But, however feebly, the antithesis continued to be felt. Rationalism over against Supernaturalism certainly implied that the scientific consciousness of unregenerate humanity refused to undergo the influence of Revelation, and therefore demanded that the treasure of Revelation should first be examined at the frontier by reason. And, on the other hand, the very appearance of Supernaturalism as such implied an effort to make certain demands for the scientific consciousness of regenerate humanity, by which Revelation might escape from testing by the reason. The deepest antithesis between theology and the wisdom of the world was certainly present in this almost fatal conflict; only it received no special emphasis as such from either side. Rationalism did not appear against the Church, but in the Church, and adapted itself, therefore, to forms which often did not fit in with its principle, and weakened itself by its utter want of piety. But Supernaturalism also was not able to array itself for a conflict of principles. It betrayed somewhat more of a religious sense, but of a kind which never reached the warmth of the mystical life of communion with the Infinite; which, therefore, scarcely noticed the psychological antithesis; and being almost more hostile to Pietism than to Rationalism, it, for the most part, sought strength in sesquipedalian words and in lofty terms; and deemed its duty performed by the defence of faith in the great facts of Revelation, independently of their spiritual significance.

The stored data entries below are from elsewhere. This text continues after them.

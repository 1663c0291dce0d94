use axum::Json;
use axum::extract::State;
use serde_json::Value;

use crate::AppState;
use crate::envelope::{ApiResult, Envelope};
use crate::error::UpstreamContext;
use crate::gingr::{GingrClient, GingrError, split_ids};

use super::fields::{is_truthy, records};
use super::overview::{
    DEFAULT_LOCATION_ID, DEFAULT_TYPE_IDS, fetch_back_of_house, fetch_reservations_between,
};
use super::today;
use super::types::{Schedule, ScheduleSummary};

/// Reservations and the back-of-house board for `date`, fetched concurrently.
pub async fn fetch_schedule(gingr: &GingrClient, date: &str) -> Result<Schedule, GingrError> {
    let (reservations, back_of_house) = tokio::try_join!(
        fetch_reservations_between(gingr, date, date),
        fetch_back_of_house(gingr, DEFAULT_LOCATION_ID, split_ids(DEFAULT_TYPE_IDS)),
    )?;

    Ok(schedule(reservations, back_of_house))
}

pub fn schedule(reservations: Value, back_of_house: Value) -> Schedule {
    let summary = summarize(records(&reservations));

    Schedule {
        reservations: or_empty(reservations),
        back_of_house: or_empty(back_of_house),
        summary,
    }
}

fn summarize(reservations: &[Value]) -> ScheduleSummary {
    let checked_in = |r: &Value| is_truthy(r.get("checked_in"));
    let checked_out = |r: &Value| is_truthy(r.get("checked_out"));

    ScheduleSummary {
        total_reservations: reservations.len(),
        checked_in: reservations.iter().filter(|&r| checked_in(r)).count(),
        pending_check_in: reservations
            .iter()
            .filter(|&r| !checked_in(r) && !checked_out(r))
            .count(),
    }
}

fn or_empty(payload: Value) -> Value {
    match payload {
        Value::Null => Value::Array(Vec::new()),
        other => other,
    }
}

/// GET /api/dashboard/schedule/today
pub(super) async fn schedule_today(State(state): State<AppState>) -> ApiResult<Schedule> {
    let data = fetch_schedule(&state.gingr, &today())
        .await
        .context("Failed to fetch today's schedule")?;
    Ok(Json(Envelope::ok(data)))
}
use axum::Json;
use axum::http::StatusCode;
use axum::response::{IntoResponse, Response};

use crate::envelope::Envelope;
use crate::gingr::GingrError;

/// Message returned for failures no route anticipated.
pub const GENERIC_FAILURE: &str = "Something went wrong!";

#[derive(Debug)]
pub enum AppError {
    /// A Gingr call failed; `context` is the route's user-facing message.
    Upstream {
        context: &'static str,
        source: GingrError,
    },
    NotFound(String),
    Internal(String),
}

impl std::fmt::Display for AppError {
    fn fmt(&self, f: &mut std::fmt::Formatter<'_>) -> std::fmt::Result {
        match self {
            AppError::Upstream { context, source } => write!(f, "{context}: {source}"),
            AppError::NotFound(path) => write!(f, "not found: {path}"),
            AppError::Internal(msg) => write!(f, "internal error: {msg}"),
        }
    }
}

impl std::error::Error for AppError {
    fn source(&self) -> Option<&(dyn std::error::Error + 'static)> {
        match self {
            AppError::Upstream { source, .. } => Some(source),
            _ => None,
        }
    }
}

impl IntoResponse for AppError {
    fn into_response(self) -> Response {
        let (status, envelope) = match self {
            AppError::Upstream { context, source } => (
                StatusCode::INTERNAL_SERVER_ERROR,
                Envelope::failure(context, source.to_string()),
            ),
            AppError::NotFound(path) => {
                (StatusCode::NOT_FOUND, Envelope::failure("Not found", path))
            }
            AppError::Internal(msg) => {
                tracing::error!("{msg}");
                (
                    StatusCode::INTERNAL_SERVER_ERROR,
                    Envelope::failure(GENERIC_FAILURE, msg),
                )
            }
        };

        (status, Json(envelope)).into_response()
    }
}

/// Attach a route's failure message to an upstream result.
pub trait UpstreamContext<T> {
    fn context(self, message: &'static str) -> Result<T, AppError>;
}

impl<T> UpstreamContext<T> for Result<T, GingrError> {
    fn context(self, message: &'static str) -> Result<T, AppError> {
        self.map_err(|source| AppError::Upstream {
            context: message,
            source,
        })
    }
}
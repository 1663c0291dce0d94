use axum::Json;
use axum::extract::State;
use serde_json::Value;

use crate::AppState;
use crate::envelope::{ApiResult, Envelope};
use crate::error::UpstreamContext;
use crate::gingr::{GingrClient, GingrError, Params};

use super::analytics::ANALYSIS_LIMIT;
use super::fields::{has_items, is_truthy, records};
use super::types::Alerts;

pub async fn fetch_alerts(gingr: &GingrClient) -> Result<Alerts, GingrError> {
    let animals = gingr
        .get("animals", Params::new().with("limit", ANALYSIS_LIMIT))
        .await?;
    Ok(alerts(&animals))
}

pub fn alerts(animals: &Value) -> Alerts {
    let animals = records(animals);
    let select = |keep: fn(&Value) -> bool| -> Vec<Value> {
        animals.iter().filter(|&a| keep(a)).cloned().collect()
    };

    Alerts {
        vip_pets: select(is_vip),
        special_needs: select(has_special_needs),
        medication_required: select(needs_medication),
    }
}

fn is_vip(animal: &Value) -> bool {
    animal.get("vip") == Some(&Value::Bool(true))
}

fn needs_medication(animal: &Value) -> bool {
    has_items(animal.get("medicines"))
}

fn has_special_needs(animal: &Value) -> bool {
    let has_instructions = match animal.get("special_instructions") {
        Some(Value::Array(items)) => !items.is_empty(),
        Some(Value::Object(fields)) => !fields.is_empty(),
        other => is_truthy(other),
    };

    needs_medication(animal) || has_items(animal.get("allergies")) || has_instructions
}

/// GET /api/dashboard/alerts
pub(super) async fn alerts_report(State(state): State<AppState>) -> ApiResult<Alerts> {
    let data = fetch_alerts(&state.gingr)
        .await
        .context("Failed to fetch alerts")?;
    Ok(Json(Envelope::ok(data)))
}
use axum::Json;
use axum::extract::{Query, State};
use serde_json::Value;
use std::collections::HashMap;

use crate::AppState;
use crate::envelope::{ApiResult, Envelope};
use crate::error::UpstreamContext;
use crate::gingr::{GingrClient, GingrError, Params};

use super::types::SearchResults;

pub const MIN_QUERY_LEN: usize = 2;
pub const SEARCH_LIMIT: u32 = 20;

/// Which collections a search covers.
#[derive(Debug, Clone, Copy, PartialEq, Eq)]
pub enum SearchScope {
    All,
    Owners,
    Animals,
    /// An unrecognized `type`; nothing is searched.
    Unknown,
}

impl SearchScope {
    pub fn parse(raw: Option<&str>) -> Self {
        match raw {
            None | Some("all") => SearchScope::All,
            Some("owners") => SearchScope::Owners,
            Some("animals") => SearchScope::Animals,
            Some(_) => SearchScope::Unknown,
        }
    }

    fn includes_owners(self) -> bool {
        matches!(self, SearchScope::All | SearchScope::Owners)
    }

    fn includes_animals(self) -> bool {
        matches!(self, SearchScope::All | SearchScope::Animals)
    }
}

/// Search owners and/or animals. Queries shorter than [`MIN_QUERY_LEN`]
/// UTF-16 units return empty lists without touching Gingr.
pub async fn search(
    gingr: &GingrClient,
    query: &str,
    scope: SearchScope,
) -> Result<SearchResults, GingrError> {
    if query.encode_utf16().count() < MIN_QUERY_LEN {
        return Ok(SearchResults {
            owners: Some(Value::Array(Vec::new())),
            animals: Some(Value::Array(Vec::new())),
        });
    }

    let params = Params::new()
        .with("search", query)
        .with("limit", SEARCH_LIMIT);

    let owners = async {
        if scope.includes_owners() {
            gingr.get("owners", params.clone()).await.map(Some)
        } else {
            Ok(None)
        }
    };
    let animals = async {
        if scope.includes_animals() {
            gingr.get("animals", params.clone()).await.map(Some)
        } else {
            Ok(None)
        }
    };

    let (owners, animals) = tokio::try_join!(owners, animals)?;
    Ok(SearchResults { owners, animals })
}

/// GET /api/dashboard/search?q=&type=
pub(super) async fn search_directory(
    State(state): State<AppState>,
    Query(params): Query<HashMap<String, String>>,
) -> ApiResult<SearchResults> {
    let query = params.get("q").map(String::as_str).unwrap_or_default();
    let scope = SearchScope::parse(params.get("type").map(String::as_str));

    let results = search(&state.gingr, query, scope)
        .await
        .context("Failed to perform search")?;
    Ok(Json(Envelope::ok(results)))
}
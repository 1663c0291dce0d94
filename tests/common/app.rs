#![allow(dead_code)]

use axum::Router;
use axum::body::Body;
use axum::http::{Request, StatusCode};
use http_body_util::BodyExt;
use serde_json::Value;
use tower::ServiceExt;
use wiremock::MockServer;

use gingr_dashboard::AppState;
use gingr_dashboard::config::Config;
use gingr_dashboard::server;

pub const TEST_API_KEY: &str = "test-api-key";

/// The dashboard router wired to a mock Gingr server.
pub struct TestApp {
    pub router: Router,
    pub gingr: MockServer,
}

impl TestApp {
    pub async fn new() -> Self {
        let gingr = MockServer::start().await;
        let router = router_for(&gingr.uri());
        Self { router, gingr }
    }

    /// Point the router somewhere that refuses connections.
    pub async fn unreachable() -> Self {
        let gingr = MockServer::start().await;
        let router = router_for("http://127.0.0.1:9");
        Self { router, gingr }
    }

    pub async fn get(&self, uri: &str) -> (StatusCode, Value) {
        let resp = self
            .router
            .clone()
            .oneshot(Request::builder().uri(uri).body(Body::empty()).unwrap())
            .await
            .unwrap();

        let status = resp.status();
        let body = resp.into_body().collect().await.unwrap().to_bytes();
        (status, serde_json::from_slice(&body).unwrap())
    }

    pub async fn requests(&self) -> Vec<wiremock::Request> {
        self.gingr.received_requests().await.unwrap_or_default()
    }
}

fn router_for(base_url: &str) -> Router {
    let config = Config {
        host: "127.0.0.1".into(),
        port: 0,
        gingr_base_url: base_url.into(),
        gingr_api_key: TEST_API_KEY.into(),
    };
    server::router(AppState::new(config, reqwest::Client::new()))
}

/// All values of a repeated query parameter.
pub fn query_values(req: &wiremock::Request, name: &str) -> Vec<String> {
    req.url
        .query_pairs()
        .filter(|(k, _)| k == name)
        .map(|(_, v)| v.into_owned())
        .collect()
}

pub fn body_text(req: &wiremock::Request) -> String {
    String::from_utf8_lossy(&req.body).into_owned()
}
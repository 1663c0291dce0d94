pub mod config;
pub mod dashboard;
pub mod envelope;
pub mod error;
pub mod gingr;
pub mod server;

use config::Config;
use gingr::GingrClient;

#[derive(Clone)]
pub struct AppState {
    pub config: Config,
    pub gingr: GingrClient,
}

impl AppState {
    pub fn new(config: Config, http: reqwest::Client) -> Self {
        let gingr = GingrClient::new(http, &config);
        Self { config, gingr }
    }
}
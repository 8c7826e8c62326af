//! Strictly Mastermind - pure code-breaking game logic.
//!
//! A hidden four-colour sequence must be guessed within a fixed number of
//! attempts; each submitted guess is scored as exact hits (right colour,
//! right position) and colour-only hits. The engine owns secret generation,
//! guess scoring, and the win/lose state machine. Frontends drive it
//! through [`GameSession`] and render the board snapshot it exposes; no
//! rendering or I/O happens here.
//!
//! # Example
//!
//! ```
//! use rand::SeedableRng;
//! use rand::rngs::StdRng;
//! use strictly_mastermind::{GameConfig, GameSession};
//!
//! let mut rng = StdRng::seed_from_u64(7);
//! let mut session = GameSession::new(GameConfig::default(), &mut rng);
//!
//! let row = session.active_row().expect("fresh session is active");
//! for column in 0..strictly_mastermind::ROW_LENGTH {
//!     session.cycle_slot(row, column).expect("row is active");
//! }
//! let submission = session.submit_guess().expect("row is complete");
//! println!("{}", submission.feedback());
//! ```

#![warn(missing_docs)]
#![forbid(unsafe_code)]

// Private module declarations
mod board;
mod config;
mod invariants;
mod kani_support;
mod rules;
mod secret;
mod session;
mod types;

// Crate-level exports - configuration
pub use config::{ConfigError, GameConfig};

// Crate-level exports - domain types
pub use types::{Colour, Feedback, Outcome, Slot, ROW_LENGTH};

// Crate-level exports - board
pub use board::{Board, GuessRow};

// Crate-level exports - secret generation
pub use secret::Secret;

// Crate-level exports - scoring
pub use rules::score;

// Crate-level exports - session state machine
pub use session::{GameSession, Submission, TurnError};

// Crate-level exports - invariants
pub use invariants::{
    Invariant, InvariantSet, InvariantViolation, MastermindInvariants,
    RowProgressionInvariant, SecretInPaletteInvariant, SingleActiveRowInvariant,
};
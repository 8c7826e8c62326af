//! The hidden sequence a player is trying to guess.

use crate::types::{Colour, ROW_LENGTH};
use rand::Rng;
use serde::{Deserialize, Serialize};
use tracing::instrument;

/// The hidden colour sequence, immutable for the session's lifetime.
#[derive(Debug, Clone, PartialEq, Eq, Serialize, Deserialize)]
pub struct Secret([Colour; ROW_LENGTH]);

impl Secret {
    /// Draws a secret of independently uniform colours from the first
    /// `palette_size` palette entries. Repeats are allowed.
    ///
    /// The caller supplies the RNG, so tests can pass a seeded source.
    #[instrument(skip(rng))]
    pub fn random(palette_size: usize, rng: &mut impl Rng) -> Self {
        debug_assert!(
            palette_size >= 1 && palette_size <= Colour::ALL.len(),
            "palette size out of range"
        );
        let mut colours = [Colour::ALL[0]; ROW_LENGTH];
        for colour in &mut colours {
            *colour = Colour::ALL[rng.gen_range(0..palette_size)];
        }
        Self(colours)
    }

    /// Creates a secret from known colours.
    pub fn from_colours(colours: [Colour; ROW_LENGTH]) -> Self {
        Self(colours)
    }

    /// Returns the hidden colours.
    pub fn colours(&self) -> &[Colour; ROW_LENGTH] {
        &self.0
    }

    /// Returns the colour at the given position.
    pub fn get(&self, position: usize) -> Option<Colour> {
        self.0.get(position).copied()
    }
}

impl std::fmt::Display for Secret {
    fn fmt(&self, f: &mut std::fmt::Formatter<'_>) -> std::fmt::Result {
        let labels: Vec<&str> = self.0.iter().map(Colour::label).collect();
        write!(f, "{}", labels.join(" "))
    }
}
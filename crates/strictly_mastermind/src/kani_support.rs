//! Kani arbitrary implementations for mastermind types.
//!
//! These implementations allow Kani to explore all possible values of our
//! types during model checking.

#[cfg(kani)]
use crate::{Colour, Secret, Slot, ROW_LENGTH};

#[cfg(kani)]
impl kani::Arbitrary for Colour {
    fn any() -> Self {
        let index: usize = kani::any();
        kani::assume(index < Colour::ALL.len());
        Colour::ALL[index]
    }
}

#[cfg(kani)]
impl kani::Arbitrary for Slot {
    fn any() -> Self {
        if kani::any() {
            Slot::Empty
        } else {
            Slot::Filled(kani::any())
        }
    }
}

#[cfg(kani)]
impl kani::Arbitrary for Secret {
    fn any() -> Self {
        let colours: [Colour; ROW_LENGTH] = kani::any();
        Secret::from_colours(colours)
    }
}
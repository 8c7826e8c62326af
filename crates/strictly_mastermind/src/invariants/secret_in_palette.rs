//! Secret palette invariant: the hidden sequence uses only playable colours.

use super::Invariant;
use crate::session::GameSession;

/// Invariant: every secret colour falls within the configured palette, so
/// the player can always reproduce the hidden sequence through the cycle.
pub struct SecretInPaletteInvariant;

impl Invariant<GameSession> for SecretInPaletteInvariant {
    fn holds(session: &GameSession) -> bool {
        let palette_size = session.config().palette_size();
        session
            .reveal_secret()
            .colours()
            .iter()
            .all(|colour| colour.to_index() < palette_size)
    }

    fn description() -> &'static str {
        "every secret colour falls within the configured palette"
    }
}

As a result of this wrong attitude, theology lost in less than half a century almost all the authority it had exerted in the circles of science and public opinion. It was no longer thought worth while to continue a conflict which, from both sides, was carried on with so little tact and spirit. It soon became evident that the interval which separated Rationalists and Supernaturalists grew perceptibly less. He who was still bent upon making a name for himself as a theologian, withdrew into some side study of theology, in which at least there were historical and literary laurels to be gathered. The Church life went into a decline. The life of the clergy partook somewhat of the character of the times when "priest laughed at priest" in the days of Imperial Rome. And it was very clear, as early as the middle of the eighteenth century, that theology had nothing more to say with respect to the great problems which were presenting themselves. Thus the French Revolution came, without thinking it worth her while to assume any other attitude toward the Church than that of disdain. The "Italia fara da se," which was a proverb concerning Italy's future in the days of Cavour could then have been prophesied concerning Philosophy: Filosofia fara da se; i.e. "Philosophy will have her own way." Theology could exert an influence in three ways: at her frontiers she could give battle to the spirit of Paganism, or she could make a deeper study of the faith of the Christian Church, as had been done in the fourth and sixteenth centuries, or, finally, she could make the mystical and practical life of the Church express itself in conscious action. But when theology did none of these three, but squandered her time in a skirmish, which scarcely touched upon the first antithesis, which went outside of the mysteries of the faith, and had no connection with the mystical-practical life of believers, she herself threw her once brilliant crown down into the dust, and the opponent could not be censured for speaking of theology as an antiquity no longer actual.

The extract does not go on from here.